*Try it*:
Scan the records below. Copy every line in which the word "before" appears.

*Study material*:
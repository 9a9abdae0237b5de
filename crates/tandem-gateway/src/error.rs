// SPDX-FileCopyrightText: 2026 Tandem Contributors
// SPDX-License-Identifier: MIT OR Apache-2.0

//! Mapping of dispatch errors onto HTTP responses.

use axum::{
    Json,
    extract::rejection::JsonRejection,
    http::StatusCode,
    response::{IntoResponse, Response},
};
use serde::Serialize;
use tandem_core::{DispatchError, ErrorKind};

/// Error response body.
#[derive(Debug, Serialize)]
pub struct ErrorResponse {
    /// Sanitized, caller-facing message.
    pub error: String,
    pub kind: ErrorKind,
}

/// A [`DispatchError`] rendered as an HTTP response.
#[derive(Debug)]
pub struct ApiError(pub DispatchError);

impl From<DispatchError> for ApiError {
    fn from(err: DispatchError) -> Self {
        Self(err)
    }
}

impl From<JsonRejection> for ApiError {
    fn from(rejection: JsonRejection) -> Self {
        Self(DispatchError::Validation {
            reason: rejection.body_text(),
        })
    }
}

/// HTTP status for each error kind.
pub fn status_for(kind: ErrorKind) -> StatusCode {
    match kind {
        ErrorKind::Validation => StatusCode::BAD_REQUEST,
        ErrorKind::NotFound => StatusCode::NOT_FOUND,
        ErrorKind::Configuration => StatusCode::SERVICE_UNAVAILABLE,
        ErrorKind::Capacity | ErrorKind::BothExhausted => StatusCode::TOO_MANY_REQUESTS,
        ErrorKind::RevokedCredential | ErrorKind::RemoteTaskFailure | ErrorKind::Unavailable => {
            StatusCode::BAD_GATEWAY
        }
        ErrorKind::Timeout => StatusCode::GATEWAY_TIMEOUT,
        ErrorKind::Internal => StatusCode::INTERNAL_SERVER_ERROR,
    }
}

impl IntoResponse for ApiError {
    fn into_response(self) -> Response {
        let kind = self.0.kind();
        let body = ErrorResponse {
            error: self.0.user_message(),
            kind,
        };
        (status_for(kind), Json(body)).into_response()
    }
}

--

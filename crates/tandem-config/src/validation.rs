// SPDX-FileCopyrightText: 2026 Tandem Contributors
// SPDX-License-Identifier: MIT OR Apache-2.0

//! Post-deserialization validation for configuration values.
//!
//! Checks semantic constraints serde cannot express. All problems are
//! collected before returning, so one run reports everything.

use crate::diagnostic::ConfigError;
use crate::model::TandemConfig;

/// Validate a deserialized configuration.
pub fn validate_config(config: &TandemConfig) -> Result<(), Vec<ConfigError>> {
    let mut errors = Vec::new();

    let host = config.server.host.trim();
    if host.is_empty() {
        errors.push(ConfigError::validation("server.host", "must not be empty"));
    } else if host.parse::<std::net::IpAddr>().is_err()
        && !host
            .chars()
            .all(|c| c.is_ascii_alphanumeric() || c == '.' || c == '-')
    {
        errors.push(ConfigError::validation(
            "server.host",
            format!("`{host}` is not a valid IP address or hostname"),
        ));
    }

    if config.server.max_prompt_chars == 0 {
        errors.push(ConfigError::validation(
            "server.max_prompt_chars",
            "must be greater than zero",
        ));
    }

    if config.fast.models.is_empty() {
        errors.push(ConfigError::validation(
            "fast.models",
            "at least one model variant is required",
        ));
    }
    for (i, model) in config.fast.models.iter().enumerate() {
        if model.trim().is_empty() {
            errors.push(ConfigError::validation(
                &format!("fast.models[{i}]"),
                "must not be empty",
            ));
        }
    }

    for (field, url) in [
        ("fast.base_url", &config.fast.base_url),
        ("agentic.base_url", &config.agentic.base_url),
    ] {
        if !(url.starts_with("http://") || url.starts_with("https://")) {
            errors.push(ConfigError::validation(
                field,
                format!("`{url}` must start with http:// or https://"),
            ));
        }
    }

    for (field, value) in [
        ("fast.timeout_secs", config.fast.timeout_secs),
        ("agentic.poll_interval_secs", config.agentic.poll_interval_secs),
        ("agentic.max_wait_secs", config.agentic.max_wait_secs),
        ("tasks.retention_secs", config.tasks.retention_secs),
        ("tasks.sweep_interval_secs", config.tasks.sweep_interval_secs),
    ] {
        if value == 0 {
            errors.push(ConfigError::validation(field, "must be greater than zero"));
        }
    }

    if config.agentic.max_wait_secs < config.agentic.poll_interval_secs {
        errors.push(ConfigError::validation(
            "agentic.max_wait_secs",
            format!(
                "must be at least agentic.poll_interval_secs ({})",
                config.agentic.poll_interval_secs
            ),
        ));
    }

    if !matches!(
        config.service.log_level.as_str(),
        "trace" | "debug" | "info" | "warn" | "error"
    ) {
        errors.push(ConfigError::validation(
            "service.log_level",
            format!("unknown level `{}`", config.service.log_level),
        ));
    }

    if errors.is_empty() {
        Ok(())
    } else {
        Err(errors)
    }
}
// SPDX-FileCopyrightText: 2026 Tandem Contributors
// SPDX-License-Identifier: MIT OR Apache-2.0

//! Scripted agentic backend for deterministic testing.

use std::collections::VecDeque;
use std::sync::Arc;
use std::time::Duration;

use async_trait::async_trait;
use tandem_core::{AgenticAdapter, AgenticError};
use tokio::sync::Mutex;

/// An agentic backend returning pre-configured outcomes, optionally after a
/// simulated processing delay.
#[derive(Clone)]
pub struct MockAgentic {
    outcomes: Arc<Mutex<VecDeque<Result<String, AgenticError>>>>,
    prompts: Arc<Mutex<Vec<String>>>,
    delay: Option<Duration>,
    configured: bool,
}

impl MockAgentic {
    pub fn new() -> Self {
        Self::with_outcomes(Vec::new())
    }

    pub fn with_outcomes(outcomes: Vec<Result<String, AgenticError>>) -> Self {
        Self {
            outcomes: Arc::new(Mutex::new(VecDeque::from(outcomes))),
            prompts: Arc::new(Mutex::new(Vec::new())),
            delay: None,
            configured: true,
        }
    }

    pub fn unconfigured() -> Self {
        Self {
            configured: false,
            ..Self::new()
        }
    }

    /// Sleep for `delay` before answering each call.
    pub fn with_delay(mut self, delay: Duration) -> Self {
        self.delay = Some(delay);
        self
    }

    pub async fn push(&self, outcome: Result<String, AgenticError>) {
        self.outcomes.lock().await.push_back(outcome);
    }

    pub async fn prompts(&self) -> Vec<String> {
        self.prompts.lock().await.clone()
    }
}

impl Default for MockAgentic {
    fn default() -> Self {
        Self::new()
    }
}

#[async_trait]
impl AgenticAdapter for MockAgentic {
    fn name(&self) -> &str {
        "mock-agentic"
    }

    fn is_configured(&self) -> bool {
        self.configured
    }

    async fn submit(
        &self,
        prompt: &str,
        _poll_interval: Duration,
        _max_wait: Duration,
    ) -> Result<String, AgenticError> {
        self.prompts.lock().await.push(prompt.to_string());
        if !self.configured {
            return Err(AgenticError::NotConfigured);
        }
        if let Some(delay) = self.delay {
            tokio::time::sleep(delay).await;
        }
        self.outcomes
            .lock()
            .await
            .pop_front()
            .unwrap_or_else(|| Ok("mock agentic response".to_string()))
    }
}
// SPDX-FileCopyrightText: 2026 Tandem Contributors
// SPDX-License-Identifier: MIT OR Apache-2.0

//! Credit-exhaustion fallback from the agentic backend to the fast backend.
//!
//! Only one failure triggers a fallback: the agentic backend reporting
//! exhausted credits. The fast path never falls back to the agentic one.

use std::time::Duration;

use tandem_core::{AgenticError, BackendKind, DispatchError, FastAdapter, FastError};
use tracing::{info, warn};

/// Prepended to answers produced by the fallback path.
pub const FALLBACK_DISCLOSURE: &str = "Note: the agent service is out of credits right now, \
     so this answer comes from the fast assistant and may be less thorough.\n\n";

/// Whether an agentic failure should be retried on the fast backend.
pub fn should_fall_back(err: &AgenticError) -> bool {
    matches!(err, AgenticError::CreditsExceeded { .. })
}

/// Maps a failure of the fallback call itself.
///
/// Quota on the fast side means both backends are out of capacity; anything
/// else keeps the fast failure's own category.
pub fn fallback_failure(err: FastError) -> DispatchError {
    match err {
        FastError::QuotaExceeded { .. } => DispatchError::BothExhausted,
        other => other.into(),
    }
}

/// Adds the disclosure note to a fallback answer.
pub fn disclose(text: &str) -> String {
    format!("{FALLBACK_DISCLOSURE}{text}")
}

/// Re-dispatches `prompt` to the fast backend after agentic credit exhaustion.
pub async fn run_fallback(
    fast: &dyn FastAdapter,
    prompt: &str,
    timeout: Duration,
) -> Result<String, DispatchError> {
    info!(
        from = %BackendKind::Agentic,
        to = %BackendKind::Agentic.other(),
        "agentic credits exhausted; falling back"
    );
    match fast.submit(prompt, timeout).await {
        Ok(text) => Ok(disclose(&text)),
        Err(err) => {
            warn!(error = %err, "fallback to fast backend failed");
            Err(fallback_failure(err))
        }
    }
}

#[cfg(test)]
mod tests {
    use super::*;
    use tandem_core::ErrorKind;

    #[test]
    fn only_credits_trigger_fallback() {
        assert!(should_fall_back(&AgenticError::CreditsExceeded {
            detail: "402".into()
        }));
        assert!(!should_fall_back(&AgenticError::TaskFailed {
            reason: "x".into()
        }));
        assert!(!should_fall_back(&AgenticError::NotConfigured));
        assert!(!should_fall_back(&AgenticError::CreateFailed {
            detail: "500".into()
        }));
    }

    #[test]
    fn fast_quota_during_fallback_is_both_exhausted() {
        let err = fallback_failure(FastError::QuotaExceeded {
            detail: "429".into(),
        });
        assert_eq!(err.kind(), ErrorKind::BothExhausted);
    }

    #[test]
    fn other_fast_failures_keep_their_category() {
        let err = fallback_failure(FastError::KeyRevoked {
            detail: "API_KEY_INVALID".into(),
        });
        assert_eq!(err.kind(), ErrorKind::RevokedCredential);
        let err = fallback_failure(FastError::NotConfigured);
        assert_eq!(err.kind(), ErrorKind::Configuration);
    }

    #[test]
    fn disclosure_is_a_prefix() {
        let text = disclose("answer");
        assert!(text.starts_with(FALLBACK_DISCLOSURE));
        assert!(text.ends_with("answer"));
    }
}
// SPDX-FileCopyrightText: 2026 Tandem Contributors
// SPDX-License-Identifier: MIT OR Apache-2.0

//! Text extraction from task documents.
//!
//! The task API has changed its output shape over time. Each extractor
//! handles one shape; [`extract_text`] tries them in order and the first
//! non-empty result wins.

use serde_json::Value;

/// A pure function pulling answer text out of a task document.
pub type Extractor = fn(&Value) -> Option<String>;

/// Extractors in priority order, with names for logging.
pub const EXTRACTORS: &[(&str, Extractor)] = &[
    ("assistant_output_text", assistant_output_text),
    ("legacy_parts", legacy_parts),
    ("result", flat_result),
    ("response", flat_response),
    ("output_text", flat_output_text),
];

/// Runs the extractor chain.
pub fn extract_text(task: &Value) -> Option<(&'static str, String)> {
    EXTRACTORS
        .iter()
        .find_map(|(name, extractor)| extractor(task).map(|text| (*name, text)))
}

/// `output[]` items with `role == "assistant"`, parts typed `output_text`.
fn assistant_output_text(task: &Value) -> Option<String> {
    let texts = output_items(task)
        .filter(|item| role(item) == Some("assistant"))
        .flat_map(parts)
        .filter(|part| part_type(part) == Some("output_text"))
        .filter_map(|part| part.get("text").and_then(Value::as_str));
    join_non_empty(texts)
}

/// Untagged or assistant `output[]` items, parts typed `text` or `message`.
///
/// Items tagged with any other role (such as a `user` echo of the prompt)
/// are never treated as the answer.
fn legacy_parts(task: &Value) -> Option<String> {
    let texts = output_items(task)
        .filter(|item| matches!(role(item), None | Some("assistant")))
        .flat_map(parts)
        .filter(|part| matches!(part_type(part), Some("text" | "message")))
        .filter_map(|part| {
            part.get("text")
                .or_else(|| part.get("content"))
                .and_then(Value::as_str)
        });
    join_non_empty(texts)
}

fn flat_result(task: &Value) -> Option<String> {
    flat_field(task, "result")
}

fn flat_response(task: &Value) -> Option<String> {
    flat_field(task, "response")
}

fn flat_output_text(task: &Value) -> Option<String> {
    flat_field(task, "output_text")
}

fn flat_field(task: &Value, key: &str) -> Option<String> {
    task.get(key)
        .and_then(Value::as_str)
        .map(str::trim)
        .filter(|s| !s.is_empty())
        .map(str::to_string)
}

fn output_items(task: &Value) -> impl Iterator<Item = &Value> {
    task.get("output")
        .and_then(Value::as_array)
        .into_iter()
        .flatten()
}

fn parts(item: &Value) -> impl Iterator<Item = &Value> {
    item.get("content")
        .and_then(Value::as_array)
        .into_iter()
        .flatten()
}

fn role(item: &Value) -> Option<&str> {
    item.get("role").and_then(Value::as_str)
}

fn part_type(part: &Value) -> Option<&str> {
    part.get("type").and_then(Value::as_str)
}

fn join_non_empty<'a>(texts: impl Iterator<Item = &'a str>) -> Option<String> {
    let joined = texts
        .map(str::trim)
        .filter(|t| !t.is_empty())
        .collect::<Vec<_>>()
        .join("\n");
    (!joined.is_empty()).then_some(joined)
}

*Solution for this task*:
//! collected before returning, so one run reports everything.
    /// Sleep for `delay` before answering each call.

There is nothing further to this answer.